__Directions__
Your answer should consist of the lines holding "submitted", copied from the material below.

__Input records__
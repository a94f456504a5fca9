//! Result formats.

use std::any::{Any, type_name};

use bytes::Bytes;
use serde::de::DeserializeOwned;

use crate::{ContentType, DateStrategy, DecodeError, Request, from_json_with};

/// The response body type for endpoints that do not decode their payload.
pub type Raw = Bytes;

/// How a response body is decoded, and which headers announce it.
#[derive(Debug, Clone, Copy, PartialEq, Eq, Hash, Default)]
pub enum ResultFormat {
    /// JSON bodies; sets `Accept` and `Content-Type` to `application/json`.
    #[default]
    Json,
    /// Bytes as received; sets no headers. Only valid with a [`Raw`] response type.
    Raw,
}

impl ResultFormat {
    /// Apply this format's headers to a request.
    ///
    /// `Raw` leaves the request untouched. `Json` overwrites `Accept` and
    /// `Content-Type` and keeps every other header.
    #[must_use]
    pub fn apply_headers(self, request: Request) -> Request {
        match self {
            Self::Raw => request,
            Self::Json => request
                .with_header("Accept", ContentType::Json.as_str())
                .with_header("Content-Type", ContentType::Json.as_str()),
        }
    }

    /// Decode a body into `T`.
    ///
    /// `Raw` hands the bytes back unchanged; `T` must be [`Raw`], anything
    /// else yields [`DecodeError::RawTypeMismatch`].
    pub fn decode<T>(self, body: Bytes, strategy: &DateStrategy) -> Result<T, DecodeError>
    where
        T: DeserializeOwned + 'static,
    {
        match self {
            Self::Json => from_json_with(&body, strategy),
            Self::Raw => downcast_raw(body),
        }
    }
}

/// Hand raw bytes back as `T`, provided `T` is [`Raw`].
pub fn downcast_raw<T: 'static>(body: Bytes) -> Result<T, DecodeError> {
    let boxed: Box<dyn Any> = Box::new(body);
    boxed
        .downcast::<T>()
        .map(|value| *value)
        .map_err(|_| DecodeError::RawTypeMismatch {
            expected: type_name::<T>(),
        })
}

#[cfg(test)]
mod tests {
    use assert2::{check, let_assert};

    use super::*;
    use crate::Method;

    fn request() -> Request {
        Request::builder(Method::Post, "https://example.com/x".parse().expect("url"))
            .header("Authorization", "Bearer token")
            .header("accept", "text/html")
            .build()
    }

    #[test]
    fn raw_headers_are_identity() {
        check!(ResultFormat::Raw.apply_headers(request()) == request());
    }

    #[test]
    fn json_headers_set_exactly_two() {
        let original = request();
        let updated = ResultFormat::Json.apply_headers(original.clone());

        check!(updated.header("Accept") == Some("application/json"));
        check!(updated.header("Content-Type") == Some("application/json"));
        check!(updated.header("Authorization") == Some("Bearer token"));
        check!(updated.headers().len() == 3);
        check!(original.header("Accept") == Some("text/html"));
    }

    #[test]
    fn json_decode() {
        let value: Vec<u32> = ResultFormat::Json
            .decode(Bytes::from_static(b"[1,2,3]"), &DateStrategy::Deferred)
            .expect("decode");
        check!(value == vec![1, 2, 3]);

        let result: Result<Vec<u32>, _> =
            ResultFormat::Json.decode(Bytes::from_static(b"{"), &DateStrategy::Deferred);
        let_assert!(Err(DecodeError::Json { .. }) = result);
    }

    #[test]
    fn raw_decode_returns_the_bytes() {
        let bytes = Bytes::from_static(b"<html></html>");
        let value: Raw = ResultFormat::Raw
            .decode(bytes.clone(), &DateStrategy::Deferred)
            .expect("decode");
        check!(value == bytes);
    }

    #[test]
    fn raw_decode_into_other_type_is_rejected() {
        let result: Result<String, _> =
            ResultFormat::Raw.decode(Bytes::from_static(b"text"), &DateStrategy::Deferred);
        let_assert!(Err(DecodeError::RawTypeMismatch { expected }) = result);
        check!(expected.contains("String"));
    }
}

---

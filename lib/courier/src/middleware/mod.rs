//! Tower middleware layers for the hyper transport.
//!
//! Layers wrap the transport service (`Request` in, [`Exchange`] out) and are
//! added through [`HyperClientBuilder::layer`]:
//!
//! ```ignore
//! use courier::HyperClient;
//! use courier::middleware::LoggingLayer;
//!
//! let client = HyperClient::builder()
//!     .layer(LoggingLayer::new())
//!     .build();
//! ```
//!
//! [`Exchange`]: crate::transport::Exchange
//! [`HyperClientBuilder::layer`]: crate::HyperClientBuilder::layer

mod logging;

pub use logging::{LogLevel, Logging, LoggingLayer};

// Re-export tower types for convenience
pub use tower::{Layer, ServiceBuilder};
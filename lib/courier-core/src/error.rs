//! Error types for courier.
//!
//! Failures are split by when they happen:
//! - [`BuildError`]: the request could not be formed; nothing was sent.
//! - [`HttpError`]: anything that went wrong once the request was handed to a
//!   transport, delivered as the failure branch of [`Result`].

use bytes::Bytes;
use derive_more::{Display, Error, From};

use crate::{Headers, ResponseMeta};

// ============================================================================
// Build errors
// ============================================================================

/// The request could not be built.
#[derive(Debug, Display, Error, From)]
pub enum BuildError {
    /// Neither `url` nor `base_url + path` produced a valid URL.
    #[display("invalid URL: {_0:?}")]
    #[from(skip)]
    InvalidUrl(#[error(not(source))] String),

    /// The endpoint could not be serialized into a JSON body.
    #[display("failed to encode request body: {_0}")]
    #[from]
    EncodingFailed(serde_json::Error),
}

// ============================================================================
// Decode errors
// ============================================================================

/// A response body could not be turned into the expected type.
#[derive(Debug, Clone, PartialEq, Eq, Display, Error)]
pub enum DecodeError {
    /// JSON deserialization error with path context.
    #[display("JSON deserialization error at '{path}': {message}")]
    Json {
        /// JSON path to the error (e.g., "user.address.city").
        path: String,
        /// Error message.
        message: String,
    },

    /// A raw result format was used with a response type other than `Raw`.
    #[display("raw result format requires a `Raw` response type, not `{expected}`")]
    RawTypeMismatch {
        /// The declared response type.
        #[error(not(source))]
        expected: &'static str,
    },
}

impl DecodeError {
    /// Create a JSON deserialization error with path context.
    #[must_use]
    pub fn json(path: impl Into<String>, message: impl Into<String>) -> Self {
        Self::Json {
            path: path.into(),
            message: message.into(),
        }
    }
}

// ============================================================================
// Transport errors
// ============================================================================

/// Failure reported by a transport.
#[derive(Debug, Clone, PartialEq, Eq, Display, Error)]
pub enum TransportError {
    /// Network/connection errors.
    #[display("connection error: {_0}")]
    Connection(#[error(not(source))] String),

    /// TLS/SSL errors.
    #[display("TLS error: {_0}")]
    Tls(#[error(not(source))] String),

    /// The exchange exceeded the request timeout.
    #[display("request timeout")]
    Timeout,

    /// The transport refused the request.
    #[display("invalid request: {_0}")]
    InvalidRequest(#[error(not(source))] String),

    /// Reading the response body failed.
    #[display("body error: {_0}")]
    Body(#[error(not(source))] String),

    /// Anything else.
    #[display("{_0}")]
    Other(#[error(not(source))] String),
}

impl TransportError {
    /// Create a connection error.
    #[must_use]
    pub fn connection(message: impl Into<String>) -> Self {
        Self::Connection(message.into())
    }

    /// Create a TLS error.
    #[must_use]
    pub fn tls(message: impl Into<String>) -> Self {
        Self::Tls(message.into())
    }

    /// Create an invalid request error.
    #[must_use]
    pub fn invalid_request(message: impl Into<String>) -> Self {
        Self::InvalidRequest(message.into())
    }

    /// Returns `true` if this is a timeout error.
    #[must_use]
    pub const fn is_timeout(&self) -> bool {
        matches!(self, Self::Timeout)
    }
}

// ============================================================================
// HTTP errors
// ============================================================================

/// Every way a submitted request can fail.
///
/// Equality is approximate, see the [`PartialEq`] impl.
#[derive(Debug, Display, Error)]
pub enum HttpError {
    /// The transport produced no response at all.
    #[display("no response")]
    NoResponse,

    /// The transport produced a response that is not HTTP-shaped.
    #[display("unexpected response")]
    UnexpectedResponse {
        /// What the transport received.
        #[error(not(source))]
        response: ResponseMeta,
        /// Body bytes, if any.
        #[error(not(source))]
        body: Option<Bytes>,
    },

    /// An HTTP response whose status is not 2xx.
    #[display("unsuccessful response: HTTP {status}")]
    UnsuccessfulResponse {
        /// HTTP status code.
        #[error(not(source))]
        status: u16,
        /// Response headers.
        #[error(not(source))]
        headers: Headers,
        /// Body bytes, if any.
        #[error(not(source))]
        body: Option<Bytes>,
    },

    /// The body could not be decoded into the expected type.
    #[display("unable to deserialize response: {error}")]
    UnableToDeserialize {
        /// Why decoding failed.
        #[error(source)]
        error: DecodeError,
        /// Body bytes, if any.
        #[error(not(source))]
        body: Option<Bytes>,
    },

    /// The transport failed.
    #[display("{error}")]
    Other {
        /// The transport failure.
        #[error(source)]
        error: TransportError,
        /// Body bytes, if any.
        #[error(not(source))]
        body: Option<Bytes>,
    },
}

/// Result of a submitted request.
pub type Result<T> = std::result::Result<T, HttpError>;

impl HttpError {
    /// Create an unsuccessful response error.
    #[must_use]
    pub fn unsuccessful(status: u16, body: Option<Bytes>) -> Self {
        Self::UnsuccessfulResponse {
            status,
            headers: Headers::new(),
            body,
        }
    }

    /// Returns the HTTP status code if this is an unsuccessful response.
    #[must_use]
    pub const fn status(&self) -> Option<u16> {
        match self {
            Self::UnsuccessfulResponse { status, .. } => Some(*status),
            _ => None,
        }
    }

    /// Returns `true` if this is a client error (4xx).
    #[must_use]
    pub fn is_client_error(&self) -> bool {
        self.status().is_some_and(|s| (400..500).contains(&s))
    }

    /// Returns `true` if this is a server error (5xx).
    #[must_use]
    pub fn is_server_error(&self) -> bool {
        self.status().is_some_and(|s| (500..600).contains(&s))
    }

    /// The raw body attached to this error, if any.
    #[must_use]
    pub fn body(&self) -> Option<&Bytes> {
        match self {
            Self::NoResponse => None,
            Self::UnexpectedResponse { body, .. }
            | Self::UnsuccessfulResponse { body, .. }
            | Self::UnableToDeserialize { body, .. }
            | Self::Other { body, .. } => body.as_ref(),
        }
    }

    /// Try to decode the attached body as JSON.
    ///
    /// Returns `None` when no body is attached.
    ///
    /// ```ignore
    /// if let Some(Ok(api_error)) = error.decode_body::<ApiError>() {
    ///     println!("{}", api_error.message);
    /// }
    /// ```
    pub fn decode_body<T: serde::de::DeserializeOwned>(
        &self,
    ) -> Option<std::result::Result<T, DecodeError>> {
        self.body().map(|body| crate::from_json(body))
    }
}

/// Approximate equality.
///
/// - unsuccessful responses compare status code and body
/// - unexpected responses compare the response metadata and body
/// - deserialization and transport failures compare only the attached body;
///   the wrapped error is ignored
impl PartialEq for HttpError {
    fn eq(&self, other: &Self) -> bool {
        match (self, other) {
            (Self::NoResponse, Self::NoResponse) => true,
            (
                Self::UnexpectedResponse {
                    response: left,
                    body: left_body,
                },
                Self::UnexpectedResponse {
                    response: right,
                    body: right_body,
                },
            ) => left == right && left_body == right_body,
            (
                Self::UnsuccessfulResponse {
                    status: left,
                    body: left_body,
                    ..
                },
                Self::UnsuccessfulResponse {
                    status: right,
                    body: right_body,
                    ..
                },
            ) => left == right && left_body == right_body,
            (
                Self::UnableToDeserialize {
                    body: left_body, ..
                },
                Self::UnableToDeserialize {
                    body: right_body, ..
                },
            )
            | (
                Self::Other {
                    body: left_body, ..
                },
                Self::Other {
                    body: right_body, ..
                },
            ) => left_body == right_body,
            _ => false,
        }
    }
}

__Output for this exercise__
/// Every way a submitted request can fail.
/// Result of a submitted request.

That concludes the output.